Professor Dr. Michael J. Saks of Arizona State University, Professor Dr. N. J. Schweitzer of Arizona State University, Dr. Eyal Aharoni of the RAND Corporation, and Professor Dr. Kent A. Kiehl of the University of New Mexico have published The Impact of Neuroimages in the Sentencing Phase of Capital Trials, Journal of Empirical Legal Studies, 11(1), 105-131 (2014).
Here is the abstract:
Although recent research has found that neurological expert testimony is more persuasive than other kinds of expert and nonexpert evidence, no impact has been found for neuroimages beyond that of neurological evidence sans images. Those findings hold true in the context of a mens rea defense and various forms of insanity defenses. The present studies test whether neuroimages afford heightened impact in the penalty phase of capital murder trials. Two mock jury experiments (n = 825 and n = 882) were conducted online using nationally representative samples of persons who were jury eligible and death qualified. Participants were randomly assigned to experimental conditions varying the defendant’s diagnosis (psychopathy, schizophrenia, normal), type of expert evidence supporting the diagnosis (clinical, genetic, neurological sans images, neurological with images), evidence of future dangerousness (high, low), and whether the proponent of the expert evidence was the prosecution (arguing aggravation) or the defense (arguing mitigation).

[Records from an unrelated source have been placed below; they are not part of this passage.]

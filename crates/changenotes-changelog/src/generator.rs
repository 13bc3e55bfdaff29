//! Release notes generation

use std::path::{Path, PathBuf};

use changenotes_core::config::Config;
use changenotes_core::{ChangelogError, Result};
use tracing::{debug, info, instrument, warn};

use crate::discovery::discover_changelogs;
use crate::formatter::{ChangelogFormatter, HtmlFormatter, MarkdownFormatter};
use crate::types::{
    ChangelogFile, DocumentKind, GenerationReport, RenderedDocument, StaleDocument, StaleReason,
};

/// An output document and the formatter that renders it
struct Target {
    path: PathBuf,
    formatter: Box<dyn ChangelogFormatter>,
}

/// Generates the release notes documents for a project
pub struct NotesGenerator {
    config: Config,
    targets: Vec<Target>,
}

impl NotesGenerator {
    /// Create a generator for every document enabled in the configuration
    pub fn new(config: Config) -> Self {
        let mut targets = Vec::new();

        if config.release_notes.enabled {
            targets.push(Target {
                path: config.release_notes.file.clone(),
                formatter: Box::new(HtmlFormatter::from_config(&config.release_notes)),
            });
        }

        if config.changes.enabled {
            targets.push(Target {
                path: config.changes.file.clone(),
                formatter: Box::new(MarkdownFormatter::from_config(&config.changes)),
            });
        }

        Self { config, targets }
    }

    /// Add an extra output document
    pub fn with_target<F: ChangelogFormatter + 'static>(
        mut self,
        path: impl Into<PathBuf>,
        formatter: F,
    ) -> Self {
        self.targets.push(Target {
            path: path.into(),
            formatter: Box::new(formatter),
        });
        self
    }

    /// Configuration in use
    pub fn config(&self) -> &Config {
        &self.config
    }

    /// Kinds of the documents this generator produces
    pub fn kinds(&self) -> Vec<DocumentKind> {
        self.targets.iter().map(|t| t.formatter.kind()).collect()
    }

    /// Discover the changelogs of a project
    pub fn discover(&self, root: &Path) -> Result<Vec<ChangelogFile>> {
        discover_changelogs(root, &self.config.sources)
    }

    /// Render every document from already discovered changelogs.
    ///
    /// Each formatter orders the changelogs on its own.
    pub fn render_changelogs(&self, changelogs: &[ChangelogFile]) -> Vec<RenderedDocument> {
        self.targets
            .iter()
            .map(|target| {
                let kind = target.formatter.kind();
                let content = target.formatter.format(changelogs);
                debug!(%kind, path = %target.path.display(), bytes = content.len(), "document rendered");
                RenderedDocument {
                    kind,
                    path: target.path.clone(),
                    content,
                    version_count: changelogs.len(),
                }
            })
            .collect()
    }

    /// Discover and render every document without writing
    #[instrument(skip(self))]
    pub fn render(&self, root: &Path) -> Result<Vec<RenderedDocument>> {
        let changelogs = self.discover(root)?;
        Ok(self.render_changelogs(&changelogs))
    }

    /// Render and write every document.
    ///
    /// All changelog names are validated before the first write, so a bad
    /// file name leaves every output untouched.
    #[instrument(skip(self))]
    pub fn write(&self, root: &Path) -> Result<GenerationReport> {
        let changelogs = self.discover(root)?;
        let documents = self.render_changelogs(&changelogs);

        for document in &documents {
            write_document(&root.join(&document.path), &document.content)?;
            info!(kind = %document.kind, path = %document.path.display(), "document written");
        }

        Ok(GenerationReport {
            documents,
            changelog_count: changelogs.len(),
            dry_run: false,
        })
    }

    /// Render every document and report what would be written
    #[instrument(skip(self))]
    pub fn dry_run(&self, root: &Path) -> Result<GenerationReport> {
        let changelogs = self.discover(root)?;
        let documents = self.render_changelogs(&changelogs);

        Ok(GenerationReport {
            documents,
            changelog_count: changelogs.len(),
            dry_run: true,
        })
    }

    /// Compare freshly rendered documents with the files on disk
    #[instrument(skip(self))]
    pub fn check(&self, root: &Path) -> Result<Vec<StaleDocument>> {
        let mut stale = Vec::new();

        for document in self.render(root)? {
            let path = root.join(&document.path);
            let reason = match std::fs::read(&path) {
                Ok(existing) if existing == document.content.as_bytes() => continue,
                Ok(_) => StaleReason::Outdated,
                Err(e) if e.kind() == std::io::ErrorKind::NotFound => StaleReason::Missing,
                Err(source) => return Err(ChangelogError::ReadFailed { path, source }.into()),
            };

            warn!(kind = %document.kind, path = %document.path.display(), ?reason, "document is stale");
            stale.push(StaleDocument {
                kind: document.kind,
                path: document.path,
                reason,
            });
        }

        Ok(stale)
    }
}

/// Write a document, creating parent directories and replacing any existing content
pub fn write_document(path: &Path, content: &str) -> Result<()> {
    let write = || -> std::io::Result<()> {
        if let Some(parent) = path.parent() {
            std::fs::create_dir_all(parent)?;
        }
        std::fs::write(path, content)
    };

    write().map_err(|source| {
        ChangelogError::WriteFailed {
            path: path.to_path_buf(),
            source,
        }
        .into()
    })
}
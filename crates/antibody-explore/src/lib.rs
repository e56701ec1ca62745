pub mod immune;
pub mod rng;
pub mod space;
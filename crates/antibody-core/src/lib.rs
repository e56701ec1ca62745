pub mod analytics;
pub mod campaign;
pub mod limits;
pub mod report;
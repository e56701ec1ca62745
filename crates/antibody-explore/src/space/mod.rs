pub mod candidate;
pub mod combination;
pub mod constraint;

use antibody_ir::types::ParameterSet;
use serde::{Deserialize, Serialize};

/// One test case: a value index per parameter position.
///
/// Indices address the parameter's domain, so position `i` holds a value
/// in `0..domain_sizes[i]`. Equality and Hamming distance are positional.
#[derive(Debug, Clone, PartialEq, Eq, Hash, PartialOrd, Ord, Serialize, Deserialize)]
pub struct TestCase {
    pub values: Vec<usize>,
}

impl TestCase {
    pub fn new(values: Vec<usize>) -> Self {
        Self { values }
    }

    pub fn len(&self) -> usize {
        self.values.len()
    }

    pub fn is_empty(&self) -> bool {
        self.values.is_empty()
    }

    /// Number of positions at which the two cases differ.
    pub fn hamming(&self, other: &TestCase) -> usize {
        self.values
            .iter()
            .zip(&other.values)
            .filter(|(a, b)| a != b)
            .count()
    }

    /// Map value indices back to the domain's value tokens.
    pub fn render(&self, parameters: &ParameterSet) -> Vec<String> {
        self.values
            .iter()
            .zip(&parameters.parameters)
            .map(|(&index, domain)| domain.values[index].clone())
            .collect()
    }

    /// Build a case from value tokens. `None` if a token is not in its domain
    /// or the width does not match.
    pub fn from_tokens(parameters: &ParameterSet, tokens: &[&str]) -> Option<Self> {
        if tokens.len() != parameters.len() {
            return None;
        }
        tokens
            .iter()
            .zip(&parameters.parameters)
            .map(|(token, domain)| domain.index_of(token))
            .collect::<Option<Vec<_>>>()
            .map(Self::new)
    }
}

impl std::fmt::Display for TestCase {
    fn fmt(&self, f: &mut std::fmt::Formatter<'_>) -> std::fmt::Result {
        let parts: Vec<String> = self.values.iter().map(|v| v.to_string()).collect();
        write!(f, "[{}]", parts.join(", "))
    }
}
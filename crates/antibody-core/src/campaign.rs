use antibody_explore::immune::driver::{SearchDriver, SearchError};
use antibody_ir::parse::parse_request;
use antibody_ir::types::GenerationRequest;

use crate::analytics::RunAnalytics;
use crate::limits::{validate_limits, EngineLimits, LimitViolation};
use crate::report::SuiteReport;

#[derive(Debug, thiserror::Error)]
pub enum CampaignError {
    #[error("Request parse error: {0}")]
    Parse(#[from] antibody_ir::parse::ParseError),

    #[error("Limit exceeded: {0}")]
    Limit(#[from] LimitViolation),

    #[error("Search error: {0}")]
    Search(#[from] SearchError),
}

/// Parse a JSON request and generate its suite.
pub fn generate_json(json: &str, limits: &EngineLimits) -> Result<SuiteReport, CampaignError> {
    let request = parse_request(json)?;
    generate(&request, limits)
}

/// Check limits, run the search to completion and build the report.
///
/// Running out of iterations is not an error: the report carries the
/// partial suite and its coverage.
#[tracing::instrument(
    skip(request, limits),
    fields(
        parameters = request.parameters.len(),
        strength = request.search.strength,
        seed = request.search.seed,
    )
)]
pub fn generate(
    request: &GenerationRequest,
    limits: &EngineLimits,
) -> Result<SuiteReport, CampaignError> {
    validate_limits(request, limits)?;

    let driver = SearchDriver::new(request)?;
    let mut analytics = RunAnalytics::new();
    let outcome = driver.run(&mut analytics);

    Ok(SuiteReport::build(request, &outcome, analytics))
}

For defendants diagnosed as psychopathic, neuroimages reduced judgments of responsibility and sentences of death. For defendants diagnosed as schizophrenic, neuroimages increased judgments of responsibility; nonimage neurological evidence decreased death sentences and judgments of responsibility and dangerousness. All else equal, psychopaths were more likely to be sentenced to death than schizophrenics. When experts opined that the defendant was dangerous, sentences of death increased. A backfire effect was found such that the offering party produced the opposite result than that being argued for when the expert evidence was clinical, genetic, or nonimage neurological, but when the expert evidence included neuroimages, jurors moved in the direction argued by counsel.